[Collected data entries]

use rand::{rngs::StdRng, Rng, SeedableRng};

/// Pre-rendered noise burst with a linear fade-out: `(rand*2-1) * (1 - i/len)`.
///
/// Every burst comes from a seeded generator so a bounce renders exactly the
/// same transients as live playback did.
#[derive(Debug, Clone)]
pub struct NoiseBuffer {
    samples: Vec<f32>,
}

impl NoiseBuffer {
    pub fn faded(duration: f32, sample_rate: f32, seed: u64) -> Self {
        let len = ((duration * sample_rate).floor() as usize).max(1);
        let mut rng = StdRng::seed_from_u64(seed);

        let samples = (0..len)
            .map(|i| {
                let fade = 1.0 - i as f32 / len as f32;
                (rng.gen::<f32>() * 2.0 - 1.0) * fade
            })
            .collect();

        Self { samples }
    }

    pub fn len(&self) -> usize {
        self.samples.len()
    }

    pub fn is_empty(&self) -> bool {
        self.samples.is_empty()
    }

    /// Sample `index` frames after the burst starts; silence outside it.
    #[inline]
    pub fn sample(&self, index: i64) -> f32 {
        if index < 0 {
            return 0.0;
        }
        self.samples.get(index as usize).copied().unwrap_or(0.0)
    }

    pub fn as_slice(&self) -> &[f32] {
        &self.samples
    }
}

/// Derive a per-note seed so two notes in one chord get distinct bursts.
pub fn note_seed(frequency: f32, start: f64, salt: u64) -> u64 {
    let a = frequency.to_bits() as u64;
    let b = start.to_bits();
    a.rotate_left(17) ^ b ^ salt.wrapping_mul(0x9e37_79b9_7f4a_7c15)
}
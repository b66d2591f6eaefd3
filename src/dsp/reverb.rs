use std::sync::Arc;

use rand::{rngs::StdRng, Rng, SeedableRng};
use rustfft::{num_complex::Complex, Fft, FftPlanner};

/*
Convolution Reverb
==================

The reverb convolves the wet bus with a synthetic stereo impulse response:
white noise shaped by (1 - t)^decay over a fixed length. The same seeded
impulse is built for live playback and for the bounce.

Uniformly Partitioned Overlap-Save
----------------------------------

A 1.8 s impulse at 44.1 kHz is ~80k taps; direct convolution would cost 80k
multiply-adds per sample. Instead the impulse is cut into P partitions of B
samples, each pre-transformed with an FFT of size 2B:

  input blocks:   ... [x(k-1)] [x(k)]
  spectrum:       X(k) = FFT([x(k-1), x(k)])
  output block:   y(k) = last B samples of IFFT( sum_p X(k-p) * H(p) )

The X(k-p) spectra live in a ring (the frequency-domain delay line), so
each block costs one forward FFT, P complex multiply-adds per bin, and one
inverse FFT per output channel. The price is B samples of latency.

Normalization
-------------

Like a host convolver, the impulse is scaled so its RMS power lands at a
fixed calibration level independent of its length:

  power = sqrt(sum(ir^2) / (channels * len))     (floor 0.000125)
  scale = (1 / power) * 0.00125 * (44100 / sample_rate)
*/

/// Partition size; also the reverb latency in samples.
pub const BLOCK_SIZE: usize = 512;

const MIN_POWER: f32 = 0.000125;
const GAIN_CALIBRATION: f32 = 0.00125;
const CALIBRATION_RATE: f32 = 44_100.0;

/// Stereo decaying-noise impulse response: `(rand*2-1) * (1 - i/len)^decay`.
pub fn impulse_response(sample_rate: f32, seconds: f32, decay: f32, seed: u64) -> [Vec<f32>; 2] {
    let len = ((sample_rate * seconds) as usize).max(1);
    let mut rng = StdRng::seed_from_u64(seed);

    let mut channel = || -> Vec<f32> {
        (0..len)
            .map(|i| {
                let envelope = (1.0 - i as f32 / len as f32).powf(decay);
                (rng.gen::<f32>() * 2.0 - 1.0) * envelope
            })
            .collect()
    };

    let left = channel();
    let right = channel();
    [left, right]
}

/// Scale a host convolver applies to an impulse response before use.
pub fn normalization_scale(channels: &[Vec<f32>], sample_rate: f32) -> f32 {
    let len = channels.first().map_or(0, Vec::len);
    if len == 0 {
        return 1.0;
    }
    let energy: f32 = channels
        .iter()
        .flat_map(|channel| channel.iter())
        .map(|x| x * x)
        .sum();

    let mut power = (energy / (channels.len() * len) as f32).sqrt();
    if !power.is_finite() || power < MIN_POWER {
        power = MIN_POWER;
    }

    (1.0 / power) * GAIN_CALIBRATION * (CALIBRATION_RATE / sample_rate)
}

/// Mono-in, stereo-out partitioned FFT convolver.
pub struct Convolver {
    block: usize,
    fft: Arc<dyn Fft<f32>>,
    ifft: Arc<dyn Fft<f32>>,
    scratch: Vec<Complex<f32>>,
    /// Per output channel, one spectrum per impulse partition.
    partitions: [Vec<Vec<Complex<f32>>>; 2],
    /// Ring of past input spectra, newest at `fdl_pos`.
    fdl: Vec<Vec<Complex<f32>>>,
    fdl_pos: usize,
    window: Vec<f32>,
    fill: usize,
    spectrum: Vec<Complex<f32>>,
    accum: Vec<Complex<f32>>,
    output: [Vec<f32>; 2],
}

impl Convolver {
    /// Build from a stereo impulse response. The impulse is normalized the
    /// way a host convolver does.
    pub fn new(impulse: [Vec<f32>; 2], sample_rate: f32) -> Self {
        Self::with_block_size(impulse, sample_rate, BLOCK_SIZE)
    }

    pub fn with_block_size(impulse: [Vec<f32>; 2], sample_rate: f32, block: usize) -> Self {
        let block = block.max(1);
        let size = block * 2;
        let mut planner = FftPlanner::<f32>::new();
        let fft = planner.plan_fft_forward(size);
        let ifft = planner.plan_fft_inverse(size);
        let scratch_len = fft
            .get_inplace_scratch_len()
            .max(ifft.get_inplace_scratch_len());
        let mut scratch = vec![Complex::default(); scratch_len];

        let scale = normalization_scale(&impulse, sample_rate);
        let count = impulse
            .iter()
            .map(|channel| channel.len().div_ceil(block))
            .max()
            .unwrap_or(0)
            .max(1);

        let partitions = impulse.map(|channel| {
            (0..count)
                .map(|p| {
                    let mut spectrum = vec![Complex::default(); size];
                    let start = (p * block).min(channel.len());
                    let end = ((p + 1) * block).min(channel.len());
                    for (bin, &tap) in spectrum.iter_mut().zip(&channel[start..end]) {
                        bin.re = tap * scale;
                    }
                    fft.process_with_scratch(&mut spectrum, &mut scratch);
                    spectrum
                })
                .collect::<Vec<_>>()
        });

        Self {
            block,
            fft,
            ifft,
            scratch,
            partitions,
            fdl: vec![vec![Complex::default(); size]; count],
            fdl_pos: 0,
            window: vec![0.0; size],
            fill: 0,
            spectrum: vec![Complex::default(); size],
            accum: vec![Complex::default(); size],
            output: [vec![0.0; block], vec![0.0; block]],
        }
    }

    /// Latency in samples between input and the first output tap.
    pub fn latency(&self) -> usize {
        self.block
    }

    #[inline]
    pub fn process(&mut self, input: f32) -> (f32, f32) {
        let out = (self.output[0][self.fill], self.output[1][self.fill]);
        self.window[self.block + self.fill] = input;
        self.fill += 1;
        if self.fill == self.block {
            self.run_block();
            self.fill = 0;
        }
        out
    }

    fn run_block(&mut self) {
        let size = self.block * 2;
        let count = self.fdl.len();

        for (bin, &x) in self.spectrum.iter_mut().zip(&self.window) {
            *bin = Complex::new(x, 0.0);
        }
        self.fft
            .process_with_scratch(&mut self.spectrum, &mut self.scratch);
        self.fdl[self.fdl_pos].copy_from_slice(&self.spectrum);

        let norm = 1.0 / size as f32;
        for (channel, partitions) in self.partitions.iter().enumerate() {
            self.accum.fill(Complex::default());
            for (p, h) in partitions.iter().enumerate() {
                let x = &self.fdl[(self.fdl_pos + count - p) % count];
                for ((acc, &xb), &hb) in self.accum.iter_mut().zip(x).zip(h) {
                    *acc += xb * hb;
                }
            }
            self.ifft
                .process_with_scratch(&mut self.accum, &mut self.scratch);
            for (out, bin) in self.output[channel]
                .iter_mut()
                .zip(&self.accum[self.block..])
            {
                *out = bin.re * norm;
            }
        }

        self.fdl_pos = (self.fdl_pos + 1) % count;
        self.window.copy_within(self.block..size, 0);
    }

    pub fn reset(&mut self) {
        for spectrum in &mut self.fdl {
            spectrum.fill(Complex::default());
        }
        self.window.fill(0.0);
        self.output.iter_mut().for_each(|channel| channel.fill(0.0));
        self.fill = 0;
        self.fdl_pos = 0;
    }
}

## YOUR INSTRUCTIONS
Quote exactly the first line of the data and every line after it through the one holding "#[derive(Debug, Clone)]".

## OUTPUT OF THE EXERCISE
use rand::{rngs::StdRng, Rng, SeedableRng};

/// Pre-rendered noise burst with a linear fade-out: `(rand*2-1) * (1 - i/len)`.
///
/// Every burst comes from a seeded generator so a bounce renders exactly the
/// same transients as live playback did.
#[derive(Debug, Clone)]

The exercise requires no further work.